Esto también debían de saberlo los pardos. Los caballos de los condes de Guarda poseían una gran fama. Eran animales resistentes y ágiles, dotados de fuertes patas, pues se criaban en las montañas. Ya los antepasados del conde habían criado estos caballos, fruto de sementales y yeguas que les regalara el califa de Córdoba, mucho antes de la llegada del gran Almanzor. El padre del conde todavía había tenido un caballerizo moro, que escribía, en caracteres árabes, la tabla genealógica de cada animal. Los moros apreciaban esos caballos. Por eso los pardos probablemente se dirigirían a territorio moro, a Coria o incluso más allá. Intentarían vender los caballos tan pronto como fuera posible, y luego harían el camino de regreso separados en pequeños grupos, para que nadie pudiera seguirlos fácilmente.

Así pues, lo mejor era ir con el joven hacia el este, en la dirección en la que habían venido los pardos, siguiendo el rastro que habían dejado en su viaje a Sabugal.

Fuera se oía el crepitar del fuego, y el aire estaba impregnado de humo y de olor a carne asada. Como todas las noches anteriores a la partida de una caravana de ganado hacia el sur, el conde había mandado asar un par de carneros y servir vino a todos los hombres del castillo. Inmejorables condiciones para una huida. Por la noche, todos estarían borrachos y dormirían como erizos en invierno, y los centinelas no permanecerían muy atentos, pues se sentirían seguros habiendo tantos hombres.

Tras el toque de ánimas volvió el silencio. El capitán esperó a que la primera guardia fuera relevada, luego despertó al joven y bajaron de su escondite.
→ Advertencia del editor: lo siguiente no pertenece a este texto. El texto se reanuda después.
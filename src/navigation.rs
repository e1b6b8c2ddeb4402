//! Predicate-driven search over a [`SyntaxTree`]. Knows nothing about
//! annotations or plugin objects.

use serde::Serialize;
use std::path::PathBuf;

use crate::syntax::{NodeId, SyntaxTree, TextSpan};

/// A navigable location: one span in one file.
#[derive(Debug, Clone, PartialEq, Eq, Serialize)]
pub struct Location {
    pub file: PathBuf,
    pub span: TextSpan,
    /// 1-based line / column of `span.start`.
    pub line: usize,
    pub column: usize,
    pub is_write_access: bool,
    pub is_definition: bool,
}

impl Location {
    pub fn as_definition(mut self) -> Self {
        self.is_definition = true;
        self
    }
}

/// Nearest node on the path to the root (starting at `node` itself when
/// `include_self`) that satisfies `pred`.
pub fn find_ancestor(
    tree: &SyntaxTree,
    node: NodeId,
    mut pred: impl FnMut(NodeId) -> bool,
    include_self: bool,
) -> Option<NodeId> {
    let mut cur = if include_self { Some(node) } else { tree.parent(node) };
    while let Some(id) = cur {
        if pred(id) {
            return Some(id);
        }
        cur = tree.parent(id);
    }
    None
}

/// Depth-first, pre-order search below `node`. A matching node is collected and
/// its subtree is not searched further. Depth counts edges from `node`; nodes
/// deeper than `max_depth` are never visited. With `check_root_first == false`
/// the root itself is never a match, only its descendants.
pub fn find_descendants(
    tree: &SyntaxTree,
    node: NodeId,
    mut pred: impl FnMut(NodeId) -> bool,
    max_depth: Option<usize>,
    check_root_first: bool,
) -> Vec<NodeId> {
    let mut out = Vec::new();
    let max_depth = max_depth.unwrap_or(usize::MAX);
    // Explicit stack keeps deep trees off the call stack; children are pushed in
    // reverse so they pop in source order.
    let mut stack = vec![(node, 0usize, check_root_first)];
    while let Some((id, depth, check)) = stack.pop() {
        if depth > max_depth {
            continue;
        }
        if check && pred(id) {
            out.push(id);
            continue;
        }
        if depth == max_depth {
            continue;
        }
        for &child in tree.children(id).iter().rev() {
            stack.push((child, depth + 1, true));
        }
    }
    out
}

/// Deepest node whose span (including attached doc comments) contains `offset`.
pub fn find_node_at_position(tree: &SyntaxTree, offset: usize) -> Option<NodeId> {
    let covers = |id: NodeId| {
        let n = tree.node(id);
        offset >= n.full_start && offset < n.span.end()
    };

    let root = tree.root();
    if tree.is_empty() || !covers(root) {
        return None;
    }

    let mut cur = root;
    while let Some(&child) = tree.children(cur).iter().find(|&&c| covers(c)) {
        cur = child;
    }
    Some(cur)
}

/// Build a location for `node`. `span_fn` overrides the node's own span, e.g.
/// to drop the quotes of a string literal.
pub fn reference_entry_for(
    tree: &SyntaxTree,
    node: NodeId,
    span_fn: Option<&dyn Fn(&SyntaxTree, NodeId) -> Option<TextSpan>>,
) -> Option<Location> {
    if node.index() >= tree.len() {
        return None;
    }
    let span = match span_fn {
        Some(f) => f(tree, node)?,
        None => tree.span(node),
    };
    Some(location_for_span(tree, span))
}

pub fn location_for_span(tree: &SyntaxTree, span: TextSpan) -> Location {
    let (line, column) = tree.line_col(span.start);
    Location {
        file: tree.path().to_path_buf(),
        span,
        line,
        column,
        is_write_access: true,
        is_definition: false,
    }
}

/// Span function for string literals: the contents without quotes.
pub fn unquoted_span(tree: &SyntaxTree, node: NodeId) -> Option<TextSpan> {
    Some(tree.unquoted_span(node))
}

#[cfg(test)]
mod tests {
    use super::*;
    use crate::syntax::NodeKind;
    use std::path::Path;

    fn parse(src: &str) -> SyntaxTree {
        SyntaxTree::parse(Path::new("nav.ts"), src.to_string()).unwrap()
    }

    #[test]
    fn ancestor_walk_respects_include_self() {
        let tree = parse("const o = { a: { b: 1 } };\n");
        let b = find_descendants(&tree, tree.root(), |id| tree.text(id) == "b", None, true)[0];
        let pair = |id: NodeId| tree.kind(id) == NodeKind::PropertyAssignment;

        let inner = find_ancestor(&tree, b, pair, true).unwrap();
        assert_eq!(tree.text(inner), "b: 1");

        let outer = find_ancestor(&tree, inner, pair, false).unwrap();
        assert!(tree.text(outer).starts_with("a: {"));
        assert_eq!(find_ancestor(&tree, inner, pair, true), Some(inner));
        assert_eq!(find_ancestor(&tree, b, |_| false, true), None);
    }

    #[test]
    fn descendants_stop_at_first_match_per_branch() {
        let tree = parse("const o = { a: { b: { c: 1 } }, d: 2 };\n");
        let pairs = find_descendants(
            &tree,
            tree.root(),
            |id| tree.kind(id) == NodeKind::PropertyAssignment,
            None,
            true,
        );
        let keys: Vec<&str> = pairs
            .iter()
            .map(|&p| tree.text(tree.child_by_field(p, "key").unwrap()))
            .collect();
        assert_eq!(keys, vec!["a", "d"]);
    }

    #[test]
    fn descendants_bounded_by_depth() {
        let tree = parse("const o = { a: { b: 1 } };\n");
        let outer = find_descendants(
            &tree,
            tree.root(),
            |id| tree.kind(id) == NodeKind::PropertyAssignment,
            None,
            true,
        )[0];
        let is_pair = |id: NodeId| tree.kind(id) == NodeKind::PropertyAssignment;

        // pair -> object -> pair
        assert!(find_descendants(&tree, outer, is_pair, Some(1), false).is_empty());
        assert_eq!(find_descendants(&tree, outer, is_pair, Some(2), false).len(), 1);
        // root not excluded when checked first
        assert_eq!(find_descendants(&tree, outer, is_pair, Some(2), true), vec![outer]);
    }

    #[test]
    fn node_at_position_reaches_into_doc_tags() {
        let src = "/** @namespace A/B */\nclass C { m() {} }\n";
        let tree = parse(src);
        let at = find_node_at_position(&tree, src.find("A/B").unwrap()).unwrap();
        assert_eq!(tree.kind(at), NodeKind::AnnotationTag);

        let m = find_node_at_position(&tree, src.find("m()").unwrap()).unwrap();
        assert_eq!(tree.kind(m), NodeKind::Identifier);
        assert_eq!(tree.text(m), "m");

        assert_eq!(find_node_at_position(&tree, src.len() + 10), None);
    }

    #[test]
    fn reference_entry_uses_span_fn() {
        let src = "const o = { 'X/Y': 1 };\n";
        let tree = parse(src);
        let key = find_descendants(&tree, tree.root(), |id| tree.kind(id) == NodeKind::StringLiteral, None, true)[0];

        let raw = reference_entry_for(&tree, key, None).unwrap();
        assert_eq!(raw.span.length, 5);

        let loc = reference_entry_for(&tree, key, Some(&unquoted_span)).unwrap();
        assert_eq!(loc.span.start, src.find("X/Y").unwrap());
        assert_eq!(loc.span.length, 3);
        assert_eq!((loc.line, loc.column), (1, 14));
        assert!(loc.is_write_access);
        assert!(!loc.is_definition);
    }
}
Se quedaron en el cobertizo hasta que la segunda guardia hubo terminado tres rondas. Cuando salieron del cobertizo, la luna estaba oculta tras las nubes. Corrieron por debajo del adarve, a lo largo de la palizada. Las hogueras ya se habían consumido. Por todas partes se veía a hombres durmiendo en el suelo. Pasaron entre ellos sin prisas. Ninguno despertó, ninguno les gritó nada, ningún perro dio la voz. En la portezuela de escape no había centinelas, ni siquiera estaban puestos los maderos con que solía atrancarse, tan sólo el pequeño cerrojo. Salieron sin ser vistos. Ni un ruido, sólo un leve crujido cuando cerraron la puerta desde fuera y el cerrojo cayó en su anclaje.
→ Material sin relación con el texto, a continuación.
pub fn run_stdio_server(repo_root: Option<PathBuf>) -> Result<()> {
    let stdin = std::io::stdin();
    let mut stdout = std::io::stdout();

    let mut state = ServerState::new(repo_root);

    for line in stdin.lock().lines() {
        let Ok(line) = line else { continue };
        if line.trim().is_empty() {
            continue;
        }

        let msg: serde_json::Value = match serde_json::from_str(&line) {
            Ok(v) => v,
            Err(e) => {
                tracing::debug!("ignoring malformed request: {e}");
                continue;
            }
        };

        // Notifications carry no id and get no reply.
        if msg.get("id").is_none() {
            continue;
        }

        let id = msg.get("id").cloned().unwrap_or(json!(null));
        let method = msg.get("method").and_then(|m| m.as_str()).unwrap_or("");

        let reply = match method {
            "initialize" => json!({
                "jsonrpc": "2.0",
                "id": id,
                "result": {
                    "protocolVersion": msg.get("params").and_then(|p| p.get("protocolVersion")).cloned().unwrap_or(json!("2024-11-05")),
                    "capabilities": { "tools": { "listChanged": false } },
                    "serverInfo": { "name": "nsxref", "version": env!("CARGO_PKG_VERSION") }
                }
            }),
            "ping" => json!({
                "jsonrpc": "2.0",
                "id": id,
                "result": {}
            }),
            "tools/list" => state.tool_list(id),
            "tools/call" => {
                let params = msg.get("params").cloned().unwrap_or(json!({}));
                state.tool_call(id, &params)
            }
            _ => json!({
                "jsonrpc": "2.0",
                "id": id,
                "error": { "code": -32601, "message": format!("Method not found: {method}") }
            }),
        };

        writeln!(stdout, "{}", reply)?;
        stdout.flush()?;
    }

    Ok(())
}

#[cfg(test)]
mod tests {
    use super::*;
    use tempfile::TempDir;

    fn call(state: &mut ServerState, root: &Path, name: &str, mut args: serde_json::Value) -> (bool, String) {
        args["repoPath"] = json!(root);
        let reply = state.tool_call(json!(1), &json!({ "name": name, "arguments": args }));
        let result = &reply["result"];
        (
            result["isError"].as_bool().unwrap(),
            result["content"][0]["text"].as_str().unwrap().to_string(),
        )
    }

    #[test]
    fn tools_answer_over_a_loaded_project() {
        let dir = TempDir::new().unwrap();
        std::fs::write(
            dir.path().join("cart.ts"),
            "/** @namespace Cart */\nexport class Cart { add() {} }\n",
        )
        .unwrap();
        std::fs::write(
            dir.path().join("cart.plugin.ts"),
            "export default { Cart: { 'member-function': { add: () => {}, nope: 1 } } };\n",
        )
        .unwrap();

        let mut state = ServerState::default();
        let (is_err, text) = call(&mut state, dir.path(), "lookup_declaration", json!({ "namespace": "Cart" }));
        assert!(!is_err);
        let decl: serde_json::Value = serde_json::from_str(&text).unwrap();
        assert_eq!(decl["target"]["kind"], "class");
        assert_eq!(decl["target"]["chain"][0]["members"][0]["kind"], "member-function");

        let (_, text) = call(&mut state, dir.path(), "diagnostics", json!({ "path": "cart.plugin.ts" }));
        let diags: serde_json::Value = serde_json::from_str(&text).unwrap();
        assert_eq!(diags.as_array().unwrap().len(), 1);
        assert_eq!(diags[0]["code"], 191920);

        let (is_err, text) = call(&mut state, dir.path(), "resolve_implementations", json!({ "namespace": "Cart", "kind": "bogus" }));
        assert!(is_err);
        assert!(text.contains("unknown target kind"));

        let (is_err, text) = call(&mut state, dir.path(), "goto_definition", json!({ "path": "cart.plugin.ts" }));
        assert!(is_err);
        assert_eq!(text, "Missing offset");
    }
}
Fueron hacia la izquierda, corriendo a lo largo del foso hasta la palizada baja que rodeaba el parque de caballos. Agachados, bordearon el parque y se detuvieron en la esquina más exterior, desde donde se divisaba la puerta del castillo. Todo el camino a lo largo del foso, desde el puente levadizo hasta la entrada del parque, estaba lleno de caballos y mulos, atados en reata al corral, que cerraba el paso al foso. A este lado del camino, en un rastrojo, ardía una hoguera. Junto a ella había tres centinelas. Los tres parecían dormidos, pues el fuego estaba ya muy consumido; hacía mucho que tendrían que haberlo reavivado. La puerta del parque de caballos estaba cerrada. No se veía por ninguna parte al mozo de cuadra que vigilaba el parque por la noche. Tampoco había señal de su perro.
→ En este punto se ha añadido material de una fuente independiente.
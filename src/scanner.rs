use anyhow::{Context, Result};
use ignore::overrides::{Override, OverrideBuilder};
use ignore::WalkBuilder;
use std::path::{Path, PathBuf};

use crate::syntax::is_supported_path;

fn default_overrides(repo_root: &Path, exclude_dir_names: &[String]) -> Result<Override> {
    let mut ob = OverrideBuilder::new(repo_root);

    // Note: For directories, include patterns for both the directory entry and its descendants,
    // otherwise walkers may still descend into the directory.

    // Bundled / generated JavaScript
    ob.add("!**/*.min.js")?;
    ob.add("!**/*.bundle.js")?;

    for d in [
        ".git",
        "node_modules",
        "dist",
        "build",
        "coverage",
        ".next",
        ".nuxt",
        ".cache",
        "out",
        "target",
    ] {
        ob.add(&format!("!**/{d}"))?;
        ob.add(&format!("!**/{d}/**"))?;
    }

    // Project-specific excluded dirs
    for d in exclude_dir_names {
        let d = d.trim().trim_matches('/');
        if d.is_empty() {
            continue;
        }
        ob.add(&format!("!**/{d}"))?;
        ob.add(&format!("!**/{d}/**"))?;
    }

    Ok(ob.build()?)
}

#[derive(Debug, Clone)]
pub struct FileEntry {
    pub abs_path: PathBuf,
    pub rel_path: PathBuf,
    pub bytes: u64,
}

#[derive(Debug, Clone)]
pub struct ScanOptions {
    pub repo_root: PathBuf,
    pub max_file_bytes: u64,
    pub exclude_dir_names: Vec<String>,
}

/// Every parseable source file under the repo root, sorted by relative path.
pub fn scan_workspace(opts: &ScanOptions) -> Result<Vec<FileEntry>> {
    let meta = std::fs::metadata(&opts.repo_root)
        .with_context(|| format!("Root does not exist: {}", opts.repo_root.display()))?;

    if meta.is_file() {
        return scan_single_file(&opts.repo_root, opts.max_file_bytes);
    }

    let mut entries = Vec::new();
    let overrides = default_overrides(&opts.repo_root, &opts.exclude_dir_names)?;
    let walker = WalkBuilder::new(&opts.repo_root)
        .standard_filters(true) // .gitignore, .ignore, hidden, etc.
        .overrides(overrides)
        .build();

    for item in walker {
        let dent = match item {
            Ok(d) => d,
            Err(e) => {
                tracing::debug!("walk error: {e}");
                continue;
            }
        };

        if !dent.file_type().map(|ft| ft.is_file()).unwrap_or(false) {
            continue;
        }

        let abs_path = dent.into_path();
        if !is_supported_path(&abs_path) {
            continue;
        }

        let bytes = match std::fs::metadata(&abs_path).map(|m| m.len()) {
            Ok(b) => b,
            Err(_) => continue,
        };

        if bytes > opts.max_file_bytes {
            tracing::debug!("skipping oversized file {}", abs_path.display());
            continue;
        }

        let rel_path = path_relative_to(&abs_path, &opts.repo_root)
            .with_context(|| format!("Failed to relativize path: {}", abs_path.display()))?;

        entries.push(FileEntry {
            abs_path,
            rel_path,
            bytes,
        });
    }

    entries.sort_by(|a, b| a.rel_path.cmp(&b.rel_path));
    Ok(entries)
}

fn scan_single_file(abs_path: &Path, max_file_bytes: u64) -> Result<Vec<FileEntry>> {
    if !is_supported_path(abs_path) {
        return Ok(vec![]);
    }

    let bytes = std::fs::metadata(abs_path)?.len();
    if bytes > max_file_bytes {
        return Ok(vec![]);
    }

    let rel_path = abs_path
        .file_name()
        .map(PathBuf::from)
        .unwrap_or_else(|| abs_path.to_path_buf());
    Ok(vec![FileEntry {
        abs_path: abs_path.to_path_buf(),
        rel_path,
        bytes,
    }])
}

fn path_relative_to(path: &Path, base: &Path) -> Result<PathBuf> {
    let rel = path
        .strip_prefix(base)
        .with_context(|| format!("{} is not under {}", path.display(), base.display()))?;
    Ok(rel.to_path_buf())
}

#[cfg(test)]
mod tests {
    use super::*;
    use tempfile::TempDir;

    fn write(root: &Path, rel: &str, body: &str) {
        let p = root.join(rel);
        std::fs::create_dir_all(p.parent().unwrap()).unwrap();
        std::fs::write(p, body).unwrap();
    }

    #[test]
    fn finds_sources_and_skips_noise() {
        let dir = TempDir::new().unwrap();
        let root = dir.path();
        write(root, "src/b.ts", "export {};");
        write(root, "src/a.plugin.js", "export default {};");
        write(root, "src/readme.md", "# nope");
        write(root, "node_modules/pkg/index.js", "module.exports = {};");
        write(root, "dist/app.min.js", "x");
        write(root, "vendor/lib.ts", "export {};");

        let entries = scan_workspace(&ScanOptions {
            repo_root: root.to_path_buf(),
            max_file_bytes: 1024,
            exclude_dir_names: vec!["vendor".into()],
        })
        .unwrap();

        let rels: Vec<String> = entries
            .iter()
            .map(|e| e.rel_path.to_string_lossy().replace('\\', "/"))
            .collect();
        assert_eq!(rels, vec!["src/a.plugin.js", "src/b.ts"]);
    }

    #[test]
    fn oversized_files_are_skipped() {
        let dir = TempDir::new().unwrap();
        write(dir.path(), "big.ts", &"x".repeat(200));
        let entries = scan_workspace(&ScanOptions {
            repo_root: dir.path().to_path_buf(),
            max_file_bytes: 100,
            exclude_dir_names: vec![],
        })
        .unwrap();
        assert!(entries.is_empty());
    }
}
Observaron los caballos. Había treinta animales, quizá más. Los oían resoplar; tenían su olor pegado a la nariz. Se hallaban a apenas cuarenta pasos de allí, pero la entrada al parque estaba tan oscura que Lope y el capitán sólo intuían a los caballos en las negras sombras.

Al probar el camino hacia el lado de la puerta del castillo, el capitán no había previsto una oportunidad así; había seguido su instinto y no un plan premeditado. Estaba sentado sobre sus talones, con el joven a su lado. Sentía la mirada del joven puesta en él, expectante y rebosante de confianza. Dudaba, aunque no había nada que pensar. Tenían que arriesgarse. Llevaban la ventaja. Si llegaban hasta los caballos sin ser vistos, los centinelas ya no podrían detenerlos. Conocían el terreno, pero no a los guardias, que parecían gente de Guarda.